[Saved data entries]

%%

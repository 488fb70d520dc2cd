//! The inventory reconciler's H-lock: "commit/sync reconciliation is
//! mutually exclusive with another concurrent commit/sync invocation for
//! the same key." Implemented as a Tower layer that coalesces concurrent
//! identical requests, ensuring only one runs while others wait for its
//! result, rather than a bare `Mutex` that would queue duplicate work.
//!
//! # How It Works
//!
//! 1. The first request with a given key begins execution
//! 2. Subsequent requests with the same key wait for the first to complete
//! 3. All waiting requests receive a clone of the result
//! 4. Errors are also propagated to all waiters
//!
//! # Example
//!
//! ```rust
//! use alpamon_coalesce::CoalesceLayer;
//! use tower::{Service, ServiceBuilder, ServiceExt};
//!
//! # #[derive(Clone, Hash, Eq, PartialEq)]
//! # struct Request { id: String }
//! # #[derive(Clone)]
//! # struct Response;
//! # #[derive(Debug, Clone)]
//! # struct MyError;
//! # async fn example() -> Result<(), Box<dyn std::error::Error>> {
//! # let backend = tower::service_fn(|_req: Request| async { Ok::<_, MyError>(Response) });
//! let service = ServiceBuilder::new()
//!     .layer(CoalesceLayer::new(|req: &Request| req.id.clone()))
//!     .service(backend);
//! # Ok(())
//! # }
//! ```
//!
//! # Use Cases
//!
//! - **Inventory commit/sync**: a `commit` query arriving on the control
//!   channel while a periodic `sync` is already running for the same key
//! waits for it instead of racing it.
//!
//! # Requirements
//!
//! - The key type must implement `Hash + Eq + Clone + Send + Sync`
//! - The response type must implement `Clone`
//! - The error type must implement `Clone`
//!
//! # Prior Art
//!
//! This pattern is also known as:
//! - **Singleflight** (Go's `golang.org/x/sync/singleflight`)
//! - **Request deduplication**
//! - **Request collapsing**

mod config;
mod events;
mod layer;
mod service;

pub use config::{CoalesceConfig, CoalesceConfigBuilder};
pub use events::CoalesceEvent;
pub use layer::CoalesceLayer;
pub use service::{CoalesceError, CoalesceFuture, CoalesceService};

%%

[TASK DESCRIPTION] Reply with the count alone: how many lines of the records contain the string "events"?

[RESPONSE] 2